◆ Data for processing ◆
*** Begin section ***
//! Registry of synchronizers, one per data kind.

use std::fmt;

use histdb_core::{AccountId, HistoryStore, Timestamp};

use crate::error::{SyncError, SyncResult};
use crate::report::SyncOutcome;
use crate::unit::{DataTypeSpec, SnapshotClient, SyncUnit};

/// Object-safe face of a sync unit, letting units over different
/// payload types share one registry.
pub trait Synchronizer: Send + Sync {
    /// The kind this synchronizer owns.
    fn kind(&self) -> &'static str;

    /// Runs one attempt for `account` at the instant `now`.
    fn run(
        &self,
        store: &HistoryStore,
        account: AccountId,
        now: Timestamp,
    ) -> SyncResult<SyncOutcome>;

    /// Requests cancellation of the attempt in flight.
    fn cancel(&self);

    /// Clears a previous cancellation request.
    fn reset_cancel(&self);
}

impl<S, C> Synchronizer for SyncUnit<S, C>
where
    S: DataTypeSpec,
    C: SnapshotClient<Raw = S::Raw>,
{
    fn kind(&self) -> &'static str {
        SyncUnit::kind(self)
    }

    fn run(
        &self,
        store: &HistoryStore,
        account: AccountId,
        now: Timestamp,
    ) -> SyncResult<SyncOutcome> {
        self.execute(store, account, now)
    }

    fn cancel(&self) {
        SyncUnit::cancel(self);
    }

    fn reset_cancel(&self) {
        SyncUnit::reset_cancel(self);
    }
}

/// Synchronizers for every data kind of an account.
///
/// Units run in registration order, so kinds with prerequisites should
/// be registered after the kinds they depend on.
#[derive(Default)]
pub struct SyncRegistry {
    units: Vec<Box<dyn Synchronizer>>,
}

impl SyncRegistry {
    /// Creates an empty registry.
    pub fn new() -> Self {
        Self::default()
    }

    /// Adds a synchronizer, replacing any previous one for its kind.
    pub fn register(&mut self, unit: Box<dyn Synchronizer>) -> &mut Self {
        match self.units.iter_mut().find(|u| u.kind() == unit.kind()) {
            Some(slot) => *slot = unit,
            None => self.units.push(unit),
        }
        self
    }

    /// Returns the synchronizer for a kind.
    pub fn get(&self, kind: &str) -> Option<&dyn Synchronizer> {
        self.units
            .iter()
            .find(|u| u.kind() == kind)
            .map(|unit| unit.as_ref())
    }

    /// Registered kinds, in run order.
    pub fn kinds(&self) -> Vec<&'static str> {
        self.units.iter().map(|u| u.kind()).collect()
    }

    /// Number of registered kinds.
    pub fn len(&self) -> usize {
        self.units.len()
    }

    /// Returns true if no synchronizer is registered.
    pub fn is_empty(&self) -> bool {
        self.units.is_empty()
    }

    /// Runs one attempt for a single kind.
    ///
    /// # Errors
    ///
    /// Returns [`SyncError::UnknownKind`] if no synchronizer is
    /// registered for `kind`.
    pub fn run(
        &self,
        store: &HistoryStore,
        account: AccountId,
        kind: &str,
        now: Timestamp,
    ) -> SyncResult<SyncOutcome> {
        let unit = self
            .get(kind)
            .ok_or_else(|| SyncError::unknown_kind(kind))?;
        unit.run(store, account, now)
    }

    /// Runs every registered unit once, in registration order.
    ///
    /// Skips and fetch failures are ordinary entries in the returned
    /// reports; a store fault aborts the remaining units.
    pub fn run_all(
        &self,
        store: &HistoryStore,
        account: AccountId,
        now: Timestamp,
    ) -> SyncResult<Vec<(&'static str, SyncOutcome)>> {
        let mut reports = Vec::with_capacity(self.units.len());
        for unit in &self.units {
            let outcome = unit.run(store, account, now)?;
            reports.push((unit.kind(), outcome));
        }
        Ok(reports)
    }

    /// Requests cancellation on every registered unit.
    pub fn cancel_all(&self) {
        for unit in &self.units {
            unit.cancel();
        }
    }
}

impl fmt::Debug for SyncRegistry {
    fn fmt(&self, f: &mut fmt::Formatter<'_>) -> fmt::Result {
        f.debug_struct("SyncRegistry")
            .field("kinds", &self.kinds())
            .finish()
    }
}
*** End section ***
*** Begin section ***
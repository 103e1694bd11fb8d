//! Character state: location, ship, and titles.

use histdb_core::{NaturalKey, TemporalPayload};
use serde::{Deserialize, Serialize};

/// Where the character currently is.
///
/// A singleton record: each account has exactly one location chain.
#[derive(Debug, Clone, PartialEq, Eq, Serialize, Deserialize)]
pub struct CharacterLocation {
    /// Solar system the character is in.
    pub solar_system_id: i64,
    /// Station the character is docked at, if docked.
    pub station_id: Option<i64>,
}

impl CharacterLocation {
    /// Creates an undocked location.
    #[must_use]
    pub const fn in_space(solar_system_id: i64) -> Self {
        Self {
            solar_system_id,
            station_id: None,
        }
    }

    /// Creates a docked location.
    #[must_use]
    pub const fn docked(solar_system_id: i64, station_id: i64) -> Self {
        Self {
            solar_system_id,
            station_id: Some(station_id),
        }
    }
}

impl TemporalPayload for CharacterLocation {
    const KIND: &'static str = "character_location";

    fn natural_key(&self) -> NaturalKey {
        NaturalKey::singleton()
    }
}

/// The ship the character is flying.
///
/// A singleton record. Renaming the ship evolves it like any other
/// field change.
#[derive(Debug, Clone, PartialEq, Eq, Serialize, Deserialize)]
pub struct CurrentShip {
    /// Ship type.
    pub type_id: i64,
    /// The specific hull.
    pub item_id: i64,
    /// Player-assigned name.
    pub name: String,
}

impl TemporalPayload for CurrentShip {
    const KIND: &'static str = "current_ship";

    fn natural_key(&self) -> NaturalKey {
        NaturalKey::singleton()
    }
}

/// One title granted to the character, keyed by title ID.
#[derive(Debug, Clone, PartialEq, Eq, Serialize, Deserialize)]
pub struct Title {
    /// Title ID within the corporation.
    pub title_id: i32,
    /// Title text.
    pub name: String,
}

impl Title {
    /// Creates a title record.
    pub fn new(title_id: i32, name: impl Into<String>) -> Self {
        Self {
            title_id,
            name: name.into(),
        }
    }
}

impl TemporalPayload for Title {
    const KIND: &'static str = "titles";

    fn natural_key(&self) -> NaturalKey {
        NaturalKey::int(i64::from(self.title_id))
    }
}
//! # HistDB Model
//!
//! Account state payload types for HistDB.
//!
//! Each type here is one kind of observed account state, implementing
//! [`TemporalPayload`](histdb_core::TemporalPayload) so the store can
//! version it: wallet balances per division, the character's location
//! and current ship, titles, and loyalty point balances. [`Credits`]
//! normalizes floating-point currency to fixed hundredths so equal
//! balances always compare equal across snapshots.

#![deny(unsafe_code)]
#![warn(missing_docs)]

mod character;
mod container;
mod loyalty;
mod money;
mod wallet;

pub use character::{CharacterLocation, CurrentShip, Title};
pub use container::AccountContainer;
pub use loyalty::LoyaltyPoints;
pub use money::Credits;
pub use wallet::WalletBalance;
*** End section ***
◆ Task brief ◆
Among the entries above, how many lines hold the string "SyncError"? Give the number by itself.

◆ Result below ◆
3